Image: Screen grab Reps. Mark Meadows and Luke Messer

“Expanding this tax credit will provide more resources to expectant mothers and help with the growing costs of having a child,” Messer said in a statement. “I was raised by a single mom who worked full-time at a factory. This kind of credit would have made a big difference for us, and it will make a big difference for many other Hoosier families.”

In 2017 the average birth cost $3,500, according to the Agency for Healthcare Research and Quality Healthcare Cost and Utilization Project, the Examiner reported. Parents could combine claiming the existing child tax credit and the proposed expectant mother credit which, if passed, would be retroactive, resulting in a $4,000 credit that would more than cover the cost of delivery.

“It’s simple: expectant mothers and fathers deserve the same financial assistance and tax credit benefits to begin planning for a new child as parents blessed with children already born,” Meadows said in a statement. “The work, care, and costs associated with motherhood begin long before a child is born, and this legislation gives moms and their families an opportunity for a better start.”

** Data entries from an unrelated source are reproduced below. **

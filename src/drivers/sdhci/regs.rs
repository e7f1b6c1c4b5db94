//! SDHCI Register Definitions using tock-registers
//!
//! Only the registers the SDIO transport touches are named; the rest of the
//! 256-byte block is reserved padding.

use tock_registers::register_bitfields;
use tock_registers::registers::{ReadOnly, ReadWrite};

// ============================================================================
// Register Bitfield Definitions
// ============================================================================

register_bitfields! [
    u32,
    /// Present State Register (0x24)
    pub PRESENT_STATE [
        CMD_INHIBIT OFFSET(0) NUMBITS(1) [],
        DAT_INHIBIT OFFSET(1) NUMBITS(1) [],
        DAT_ACTIVE OFFSET(2) NUMBITS(1) [],
        /// Buffer Write Enable: one word may be written to the data port
        BUFFER_WRITE_ENABLE OFFSET(10) NUMBITS(1) [],
        /// Buffer Read Enable: one word may be read from the data port
        BUFFER_READ_ENABLE OFFSET(11) NUMBITS(1) [],
        CARD_INSERTED OFFSET(16) NUMBITS(1) [],
        CARD_STABLE OFFSET(17) NUMBITS(1) []
    ],

    /// Normal + Error Interrupt Status (0x30), Status Enable (0x34) and
    /// Signal Enable (0x38). The layout matches `StatusBits`.
    pub INT_STATUS [
        CMD_COMPLETE OFFSET(0) NUMBITS(1) [],
        TRANSFER_COMPLETE OFFSET(1) NUMBITS(1) [],
        BLOCK_GAP OFFSET(2) NUMBITS(1) [],
        DMA_INT OFFSET(3) NUMBITS(1) [],
        BUFFER_WRITE_READY OFFSET(4) NUMBITS(1) [],
        BUFFER_READ_READY OFFSET(5) NUMBITS(1) [],
        CARD_INSERT OFFSET(6) NUMBITS(1) [],
        CARD_REMOVE OFFSET(7) NUMBITS(1) [],
        CARD_INT OFFSET(8) NUMBITS(1) [],
        ERROR OFFSET(15) NUMBITS(1) [],
        CMD_TIMEOUT OFFSET(16) NUMBITS(1) [],
        CMD_CRC OFFSET(17) NUMBITS(1) [],
        CMD_END_BIT OFFSET(18) NUMBITS(1) [],
        CMD_INDEX OFFSET(19) NUMBITS(1) [],
        DATA_TIMEOUT OFFSET(20) NUMBITS(1) [],
        DATA_CRC OFFSET(21) NUMBITS(1) [],
        DATA_END_BIT OFFSET(22) NUMBITS(1) [],
        /// Vendor error: receive FIFO overrun
        FIFO_OVERRUN OFFSET(28) NUMBITS(1) [],
        /// Vendor error: transmit FIFO underrun
        FIFO_UNDERRUN OFFSET(29) NUMBITS(1) []
    ],

    /// Capabilities Register (0x40)
    pub CAPABILITIES [
        /// Base clock in MHz (bits 13:8 on SDHCI 2.0, 15:8 on 3.0+)
        BASE_CLK_FREQ OFFSET(8) NUMBITS(8) [],
        SUPPORT_HIGHSPEED OFFSET(21) NUMBITS(1) [],
        SUPPORT_SDMA OFFSET(22) NUMBITS(1) [],
        SUPPORT_3V3 OFFSET(24) NUMBITS(1) [],
        SUPPORT_3V0 OFFSET(25) NUMBITS(1) [],
        SUPPORT_1V8 OFFSET(26) NUMBITS(1) []
    ]
];

register_bitfields! [
    u16,
    /// Block Size Register (0x04)
    pub BLOCK_SIZE [
        BLOCK_SIZE OFFSET(0) NUMBITS(12) [],
        SDMA_BOUNDARY OFFSET(12) NUMBITS(3) []
    ],

    /// Transfer Mode Register (0x0C)
    pub TRANSFER_MODE [
        DMA_ENABLE OFFSET(0) NUMBITS(1) [],
        BLOCK_COUNT_ENABLE OFFSET(1) NUMBITS(1) [],
        /// 1 = card to host
        DATA_DIRECTION OFFSET(4) NUMBITS(1) [],
        MULTI_BLOCK OFFSET(5) NUMBITS(1) []
    ],

    /// Command Register (0x0E)
    pub COMMAND [
        RESPONSE_TYPE OFFSET(0) NUMBITS(2) [
            None = 0,
            Long136 = 1,
            Short48 = 2,
            Short48Busy = 3
        ],
        CRC_CHECK OFFSET(3) NUMBITS(1) [],
        INDEX_CHECK OFFSET(4) NUMBITS(1) [],
        DATA_PRESENT OFFSET(5) NUMBITS(1) [],
        CMD_INDEX OFFSET(8) NUMBITS(6) []
    ],

    /// Clock Control Register (0x2C)
    pub CLOCK_CONTROL [
        INTERNAL_CLK_EN OFFSET(0) NUMBITS(1) [],
        INTERNAL_CLK_STABLE OFFSET(1) NUMBITS(1) [],
        SD_CLK_EN OFFSET(2) NUMBITS(1) [],
        /// Upper bits of the 10-bit divider (SDHCI 3.0+)
        FREQ_SELECT_HI OFFSET(6) NUMBITS(2) [],
        FREQ_SELECT OFFSET(8) NUMBITS(8) []
    ],

    /// Host Controller Version (0xFE)
    pub HOST_VERSION [
        SPEC_VERSION OFFSET(0) NUMBITS(8) [],
        VENDOR_VERSION OFFSET(8) NUMBITS(8) []
    ]
];

register_bitfields! [
    u8,
    /// Host Control Register (0x28)
    pub HOST_CONTROL [
        DATA_WIDTH_4BIT OFFSET(1) NUMBITS(1) [],
        HIGH_SPEED OFFSET(2) NUMBITS(1) [],
        DMA_SELECT OFFSET(3) NUMBITS(2) [
            SDMA = 0,
            ADMA32 = 2,
            ADMA64 = 3
        ],
        DATA_WIDTH_8BIT OFFSET(5) NUMBITS(1) []
    ],

    /// Power Control Register (0x29)
    pub POWER_CONTROL [
        BUS_POWER OFFSET(0) NUMBITS(1) [],
        BUS_VOLTAGE OFFSET(1) NUMBITS(3) [
            V3_3 = 7,
            V3_0 = 6,
            V1_8 = 5
        ]
    ],

    /// Software Reset Register (0x2F)
    pub SOFTWARE_RESET [
        RESET_ALL OFFSET(0) NUMBITS(1) [],
        RESET_CMD OFFSET(1) NUMBITS(1) [],
        RESET_DATA OFFSET(2) NUMBITS(1) []
    ]
];

// ============================================================================
// SDHCI Register Memory Map
// ============================================================================

#[repr(C)]
pub struct SdhciRegisters {
    /// SDMA System Address (0x00)
    pub sdma_addr: ReadWrite<u32>,
    /// Block Size (0x04)
    pub block_size: ReadWrite<u16, BLOCK_SIZE::Register>,
    /// Block Count (0x06)
    pub block_count: ReadWrite<u16>,
    /// Argument (0x08)
    pub argument: ReadWrite<u32>,
    /// Transfer Mode (0x0C)
    pub transfer_mode: ReadWrite<u16, TRANSFER_MODE::Register>,
    /// Command (0x0E)
    pub command: ReadWrite<u16, COMMAND::Register>,
    /// Response 0-3 (0x10-0x1C)
    pub response: [ReadOnly<u32>; 4],
    /// Buffer Data Port (0x20)
    pub buffer_data: ReadWrite<u32>,
    /// Present State (0x24)
    pub present_state: ReadOnly<u32, PRESENT_STATE::Register>,
    /// Host Control (0x28)
    pub host_control: ReadWrite<u8, HOST_CONTROL::Register>,
    /// Power Control (0x29)
    pub power_control: ReadWrite<u8, POWER_CONTROL::Register>,
    _block_gap_wakeup: [u8; 2],
    /// Clock Control (0x2C)
    pub clock_control: ReadWrite<u16, CLOCK_CONTROL::Register>,
    /// Timeout Control (0x2E)
    pub timeout_control: ReadWrite<u8>,
    /// Software Reset (0x2F)
    pub software_reset: ReadWrite<u8, SOFTWARE_RESET::Register>,
    /// Interrupt Status (0x30), write-1-to-clear
    pub int_status: ReadWrite<u32, INT_STATUS::Register>,
    /// Interrupt Status Enable (0x34)
    pub int_enable: ReadWrite<u32, INT_STATUS::Register>,
    /// Interrupt Signal Enable (0x38)
    pub signal_enable: ReadWrite<u32, INT_STATUS::Register>,
    _acmd_error_host_control2: [u16; 2],
    /// Capabilities (0x40)
    pub capabilities: ReadOnly<u32, CAPABILITIES::Register>,
    _reserved: [u8; 0xBA],
    /// Host Controller Version (0xFE)
    pub host_version: ReadOnly<u16, HOST_VERSION::Register>,
}

// ============================================================================
// Constants
// ============================================================================

/// SDHCI Specification Version 3.00
pub const SDHCI_SPEC_300: u8 = 2;

/// Maximum divider for SDHCI 2.0 (8-bit, powers of 2)
pub const SDHCI_MAX_DIV_SPEC_200: u32 = 256;

/// Maximum divider for SDHCI 3.0+ (10-bit, even values)
pub const SDHCI_MAX_DIV_SPEC_300: u32 = 2046;

/// SDMA buffer boundary argument (7 = 512 KiB)
pub const SDHCI_DEFAULT_BOUNDARY_ARG: u16 = 7;

/// Largest data timeout counter value (TMCLK * 2^27)
pub const SDHCI_TIMEOUT_MAX: u8 = 0xE;

/// Identification clock
pub const SLOW_CLOCK_HZ: u32 = 400_000;

/// Default-speed transfer clock
pub const FAST_CLOCK_HZ: u32 = 25_000_000;

/// SDMA length granularity used by the transport
pub const SDMA_GRANULARITY: u16 = 16;

/// Every interrupt source the transport relies on
pub const SDHCI_INT_USED_MASK: u32 = 0x3033_013B;

/// Pick the clock divider for `target` Hz from a `base` Hz clock
///
/// SDHCI 3.0+ takes an even 10-bit divider (0 means undivided); SDHCI 2.0
/// takes a power of two and stores half of it. The returned value is what
/// goes into the register fields.
pub fn clock_divider(version: u8, base: u32, target: u32) -> u16 {
    if version >= SDHCI_SPEC_300 {
        if target >= base {
            return 0;
        }
        (2..=SDHCI_MAX_DIV_SPEC_300)
            .step_by(2)
            .find(|d| base / d <= target)
            .unwrap_or(SDHCI_MAX_DIV_SPEC_300) as u16
    } else {
        let mut div = 1u32;
        while div < SDHCI_MAX_DIV_SPEC_200 && base / div > target {
            div *= 2;
        }
        (div / 2) as u16
    }
}

/// Frequency produced by `divider` as returned from [`clock_divider`]
pub fn divided_clock(version: u8, base: u32, divider: u16) -> u32 {
    match (version >= SDHCI_SPEC_300, divider) {
        (_, 0) => base,
        (true, d) => base / d as u32,
        (false, d) => base / (d as u32 * 2),
    }
}

/// Register encoding of `divider` as (FREQ_SELECT, FREQ_SELECT_HI)
pub fn divider_fields(version: u8, divider: u16) -> (u16, u16) {
    if version >= SDHCI_SPEC_300 {
        let n = divider >> 1;
        (n & 0xFF, (n >> 8) & 0x3)
    } else {
        (divider & 0xFF, 0)
    }
}

/// Largest block the 12-bit Transfer Block Size field can describe
pub const SDHCI_MAX_BLOCK_SIZE: u16 = 2048;

/// Split a transfer of `length` bytes into (block size, block count)
///
/// With a block length set and `length` a whole number of blocks, the
/// transfer is multi-block. Otherwise a transfer that fits one block is sent
/// as one; longer ones use the largest block size that divides `length`.
pub fn block_geometry(length: u16, block_length: u16) -> (u16, u16) {
    if block_length != 0
        && block_length <= SDHCI_MAX_BLOCK_SIZE
        && length > block_length
        && length % block_length == 0
    {
        return (block_length, length / block_length);
    }
    if length <= SDHCI_MAX_BLOCK_SIZE {
        return (length, 1);
    }
    let size = (1..=SDHCI_MAX_BLOCK_SIZE)
        .rev()
        .find(|size| length % size == 0)
        .unwrap_or(1);
    (size, length / size)
}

According to the Washington Examiner:

This comes at a moment when the United States is experiencing what economist Lyman Stone describes as “the great baby bust.” Forecasts place fertility in 2017 somewhere around 1.77, or about one-quarter of a child below the replacement rate. According to Stone’s analysis, it’s the third most rapid fertility decline behind the drop that came after World War I.


“I am worried about fertility in 2017. I am very concerned about fertility in 2018. I am scared of what fertility numbers will be in 2019, especially if a recession hits somewhere in that period,” Stone wrote. “Our fertility decline is on par with serious, durable fertility declines in other big, developed countries, and may be extremely difficult to reverse.”

Perhaps  along with the Republicans fighting to limit abortions, the financial aid for expectant mothers will help ultimately boost the U.S. fertility rate.